Two studies that investigated the effect of timing of malaria infection during pregnancy on the risk of malaria in the progeny confirmed that a temporal association existed [13, 40]. It is known that B- and T-cell repertoire diversity and complexity in human fetuses mature as the pregnancy advances [49]. Therefore, the responses of the fetal immune system to malaria antigens may differ depending on the timing of the maternal malaria infection. More immuno-epidemiological studies are needed to elucidate how temporal or other factors related to maternal malaria infections contribute to the risk of malaria in young children.

There is strong evidence that a woman’s susceptibility to malaria is greatest in her first pregnancy, and her risk of malaria infection decreases with successive pregnancies, likely due to the development of naturally acquired immunity that blocks parasite adherence in the placenta [5]. In contrast to this observation, the progeny of primigravid women have the lowest risk of acquiring malaria, particularly if PM is absent [14, 35], compared with the young children of multigravid women [19]. We were not able to perform subgroup meta-analyses to examine whether malaria infection of young children is modified by the interaction between malaria infection during pregnancy and gravidity because of the small number of studies and the heterogenous classification of predictor variables, definitions of outcomes, and statistical tests [12, 14, 35]. Mutabingwa et al [35] reported that infants of primigravid women had significantly lower odds of parasitemia if they had PM (aOR, 0.21; 95% CI, 0.09–0.47) or did not have PM (aOR, 0.67; 95% CI, 0.50–0.92) compared with multigravid women who did not have PM; Gonçalves et al [12] demonstrated that infants of multigravid women with PM had significantly higher hazard of moderately severe or severe malaria (aHR, 1.67; 95% CI, 1.25–2.22) compared with primigravid women with no PM. However, these 2 reports [12, 35] derived data from the same Tanzanian cohort.
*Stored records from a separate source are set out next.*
//! Services composing the Charter core rules with storage, mail and audit.

pub mod audit;
pub mod billing;
pub mod documents;
mod error;

pub use audit::{AuditEvent, AuditSink, MemoryAuditSink, TracingAuditSink};
pub use billing::{BillingService, NewInvoice};
pub use documents::DocumentService;
pub use error::{DependencyError, ServiceError};
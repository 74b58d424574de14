//! HTTP client for a JSON mail relay.

use async_trait::async_trait;
use tracing::info;

use crate::{MailError, Mailer, MessageReceipt, OutboundMessage};

/// Posts messages to `<base_url>/api/messages` and reads back a receipt.
pub struct RelayClient {
    client: reqwest::Client,
    base_url: String,
}

impl RelayClient {
    /// `base_url` like `http://localhost:8025`; a trailing slash is ignored.
    pub fn new(base_url: String) -> Self {
        Self {
            client: reqwest::Client::new(),
            base_url: base_url.trim_end_matches('/').to_string(),
        }
    }

    fn messages_url(&self) -> String {
        format!("{}/api/messages", self.base_url)
    }
}

#[async_trait]
impl Mailer for RelayClient {
    async fn send(&self, message: OutboundMessage) -> Result<MessageReceipt, MailError> {
        if !message.to_email.contains('@') {
            return Err(MailError::InvalidRecipient(message.to_email));
        }
        let url = self.messages_url();

        info!(url = %url, to = %message.to_email, subject = %message.subject, "posting message to relay");
        let resp = self.client.post(&url).json(&message).send().await?;
        let status = resp.status();
        if !status.is_success() {
            let body = resp.text().await.unwrap_or_default();
            return Err(MailError::Server {
                status: status.as_u16(),
                body,
            });
        }

        let body = resp.text().await?;
        let receipt: MessageReceipt = serde_json::from_str(&body)?;
        info!(message_id = %receipt.id, "relay accepted message");
        Ok(receipt)
    }
}

#[cfg(test)]
mod tests {
    use super::*;

    #[test]
    fn relay_client_trims_trailing_slash() {
        let client = RelayClient::new("http://localhost:8025/".into());
        assert_eq!(client.base_url, "http://localhost:8025");
        assert_eq!(client.messages_url(), "http://localhost:8025/api/messages");
    }

    #[test]
    fn receipt_parses_from_relay_json() {
        let receipt: MessageReceipt = serde_json::from_str(r#"{"id":"msg_123"}"#).unwrap();
        assert_eq!(receipt.id, "msg_123");
    }

    #[tokio::test]
    async fn recipient_without_at_sign_is_rejected_before_any_request() {
        let client = RelayClient::new("http://127.0.0.1:9".into());
        let err = client
            .send(OutboundMessage::new("nobody", "x", "y"))
            .await
            .unwrap_err();
        assert!(matches!(err, MailError::InvalidRecipient(_)));
    }
}
//! Typed identifiers for persisted records.

use std::fmt;
use std::str::FromStr;

use serde::{Deserialize, Serialize};
use uuid::Uuid;

macro_rules! record_id {
    ($(#[$meta:meta])* $name:ident) => {
        $(#[$meta])*
        #[derive(Debug, Clone, Copy, PartialEq, Eq, Hash, PartialOrd, Ord, Serialize, Deserialize)]
        #[serde(transparent)]
        pub struct $name(Uuid);

        impl $name {
            /// Fresh random (v4) identifier.
            pub fn new() -> Self {
                Self(Uuid::new_v4())
            }

            pub fn as_uuid(&self) -> &Uuid {
                &self.0
            }
        }

        impl Default for $name {
            fn default() -> Self {
                Self::new()
            }
        }

        impl From<Uuid> for $name {
            fn from(id: Uuid) -> Self {
                Self(id)
            }
        }

        impl fmt::Display for $name {
            fn fmt(&self, f: &mut fmt::Formatter<'_>) -> fmt::Result {
                self.0.fmt(f)
            }
        }

        impl FromStr for $name {
            type Err = uuid::Error;

            fn from_str(s: &str) -> Result<Self, Self::Err> {
                Uuid::parse_str(s.trim()).map(Self)
            }
        }
    };
}

record_id!(
    /// Identifier of a [`DocumentRecord`](crate::DocumentRecord).
    DocumentId
);
record_id!(
    /// Identifier of an [`InvoiceRecord`](crate::InvoiceRecord).
    InvoiceId
);
record_id!(
    /// Identifier of a [`PaymentRecord`](crate::PaymentRecord).
    PaymentId
);

/// Opaque authenticated-user identifier supplied by the identity layer.
///
/// The engine never authenticates; it only records who asked.
#[derive(Debug, Clone, PartialEq, Eq, Hash, Serialize, Deserialize)]
#[serde(transparent)]
pub struct ActorId(String);

impl ActorId {
    pub fn new(id: impl Into<String>) -> Self {
        Self(id.into())
    }

    pub fn as_str(&self) -> &str {
        &self.0
    }
}

impl fmt::Display for ActorId {
    fn fmt(&self, f: &mut fmt::Formatter<'_>) -> fmt::Result {
        f.write_str(&self.0)
    }
}
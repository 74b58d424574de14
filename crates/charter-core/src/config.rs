//! Shared engine configuration.

use chrono::{DateTime, Duration, Utc};
use serde::{Deserialize, Serialize};

/// Default minimum length for a share token to be looked up at all.
///
/// Generated tokens are 43 characters; anything much shorter is not ours.
pub const DEFAULT_MIN_SHARE_TOKEN_LEN: usize = 32;

/// Settings shared by the services and the CLI.
#[derive(Debug, Clone, PartialEq, Serialize, Deserialize)]
#[serde(default)]
pub struct EngineConfig {
    /// Tokens shorter than this are rejected as malformed without a lookup.
    pub min_share_token_len: usize,
    /// When set, new documents expire this many days after creation.
    pub share_expiry_days: Option<i64>,
    /// Public base URL used to print share links, e.g. `https://docs.example.com/share`.
    pub share_base_url: Option<String>,
}

impl Default for EngineConfig {
    fn default() -> Self {
        Self {
            min_share_token_len: DEFAULT_MIN_SHARE_TOKEN_LEN,
            share_expiry_days: None,
            share_base_url: None,
        }
    }
}

impl EngineConfig {
    /// Expiry timestamp for a document created at `now`, if expiry is configured.
    pub fn expiry_from(&self, now: DateTime<Utc>) -> Option<DateTime<Utc>> {
        self.share_expiry_days
            .filter(|days| *days > 0)
            .map(|days| now + Duration::days(days))
    }

    /// Public link for a share token, or the bare token when no base URL is set.
    pub fn share_link(&self, token: &str) -> String {
        match &self.share_base_url {
            Some(base) => format!("{}/{}", base.trim_end_matches('/'), token),
            None => token.to_string(),
        }
    }
}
Asante et al [14] found that infants of primigravid women had a significantly lower hazard of clinical malaria (aHR, 0.60; 95% CI, 0.43–0.84) and parasitemia (aHR, 0.64; 95% CI, 0.48–0.86) if they had no PM compared with multigravid women who also had no PM. Carefully designed studies evaluating the influence of complex interactions between maternal malaria and gravidity on childhood malaria are needed.
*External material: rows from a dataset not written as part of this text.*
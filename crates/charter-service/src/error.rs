use charter_core::{AccessDenial, LifecycleError, Violation};
use charter_mail::MailError;
use charter_store::StoreError;
use thiserror::Error;

/// Failure of a collaborator the service depends on.
#[derive(Debug, Error)]
pub enum DependencyError {
    #[error("store: {0}")]
    Store(#[from] StoreError),
    #[error("mail: {0}")]
    Mail(#[from] MailError),
}

#[derive(Debug, Error)]
pub enum ServiceError {
    #[error("validation failed: {}", summarize(.0))]
    Validation(Vec<Violation>),

    #[error("{what} not found: {id}")]
    NotFound { what: &'static str, id: String },

    #[error("share link has expired")]
    Expired,

    #[error("share token is malformed")]
    Malformed,

    #[error("{0}")]
    InvalidTransition(String),

    #[error("invalid payment: {0}")]
    InvalidPayment(String),

    #[error("invalid input: {0}")]
    InvalidInput(String),

    #[error("conflict: {0}")]
    Conflict(String),

    #[error(transparent)]
    Dependency(#[from] DependencyError),
}

fn summarize(violations: &[Violation]) -> String {
    violations
        .iter()
        .map(ToString::to_string)
        .collect::<Vec<_>>()
        .join("; ")
}

impl ServiceError {
    pub(crate) fn not_found(what: &'static str, id: impl ToString) -> Self {
        ServiceError::NotFound {
            what,
            id: id.to_string(),
        }
    }

    /// Text safe to show an end user. Dependency failures never leak detail.
    pub fn user_message(&self) -> String {
        match self {
            ServiceError::Validation(violations) => {
                let mut msg = String::from("Please correct the following:");
                for v in violations {
                    msg.push_str("\n  - ");
                    msg.push_str(&v.to_string());
                }
                msg
            }
            ServiceError::NotFound { what, .. } => format!("The {what} could not be found."),
            ServiceError::Expired => "This share link has expired.".into(),
            ServiceError::Malformed => "This share link is not valid.".into(),
            ServiceError::InvalidTransition(msg)
            | ServiceError::InvalidPayment(msg)
            | ServiceError::InvalidInput(msg)
            | ServiceError::Conflict(msg) => msg.clone(),
            ServiceError::Dependency(_) => {
                "Something went wrong while saving or sending. Please try again.".into()
            }
        }
    }
}

impl From<StoreError> for ServiceError {
    fn from(e: StoreError) -> Self {
        match e {
            StoreError::NotFound { collection, id } => ServiceError::NotFound {
                what: match collection {
                    charter_store::Collection::Documents => "document",
                    charter_store::Collection::Invoices => "invoice",
                    charter_store::Collection::Payments => "payment",
                    charter_store::Collection::Objects => "stored file",
                },
                id,
            },
            StoreError::Constraint(msg) => ServiceError::Conflict(msg),
            other => ServiceError::Dependency(DependencyError::Store(other)),
        }
    }
}

impl From<MailError> for ServiceError {
    fn from(e: MailError) -> Self {
        ServiceError::Dependency(DependencyError::Mail(e))
    }
}

impl From<LifecycleError> for ServiceError {
    fn from(e: LifecycleError) -> Self {
        ServiceError::InvalidTransition(e.to_string())
    }
}

impl From<AccessDenial> for ServiceError {
    fn from(denial: AccessDenial) -> Self {
        match denial {
            AccessDenial::Malformed => ServiceError::Malformed,
            AccessDenial::NotFound => ServiceError::not_found("document", "share token"),
            AccessDenial::Expired => ServiceError::Expired,
        }
    }
}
A strength of our study is that the analyses were performed using large-scale data derived from 7611 subjects residing in several sub-Saharan African countries. However, our study has several limitations: we did not perform meta-analyses for all predictor subgroups because of insufficient numbers of eligible studies and inconsistent stratification methods among articles; we detected some publication bias that invariably affected the results; many contributing studies may be confounded by shared maternal and infant exposure to infectious mosquitoes, which may not be completely accounted for by adjustment for bed net use, seasonality, and distance to lakeshores; we did not investigate the influence of the precise timing of maternal malaria infection, which was highly variable, or whether there was a potential dose-response effect of maternal parasite densities because of limited data; we did not include duration of follow-up or timing of testing of infants as a covariate in the analyses due to insufficient numbers of studies; and diagnostic tests for malaria (microscopy, RDT, and PCR assays) had different sensitivities. Finally, we did not specifically evaluate the impact of maternal intermittent preventive treatment in pregnancy because of inconsistent reporting although most of the studies incorporated this practice as standard of care.

CONCLUSIONS

In conclusion, the results of our systematic review and meta-analyses showed that malaria infection during pregnancy increases the overall risk of malaria in young children. Despite the heterogeneity of specific predictors, the increased risk of malaria in young children was reasonably consistent. Our findings also revealed knowledge gaps about how risk-modifying factors in pregnancy interact to affect offspring, including the impact of the precise timing of malaria infection, gravidity, parasite density, PM, and intermittent preventive treatment in pregnancy. Therefore, to design highly effective interventions, carefully designed future studies that control for potential confounding by shared exposure of mothers and infants to infectious mosquitoes are urgently needed to elucidate the precise mechanisms by which malaria during pregnancy impacts young children.

Notes

Financial support. This work was funded by a Centers of Biomedical Research Excellence award for Reproductive Health at Women & Infants Hospital of Rhode Island from the National Institute of General Medical Sciences at the National Institutes of Health (P20GM121298-01). An award from the National Institute of Allergy and Infectious Diseases at the National Institutes of Health (K08AI100997; to I. C. M.) also funded this work.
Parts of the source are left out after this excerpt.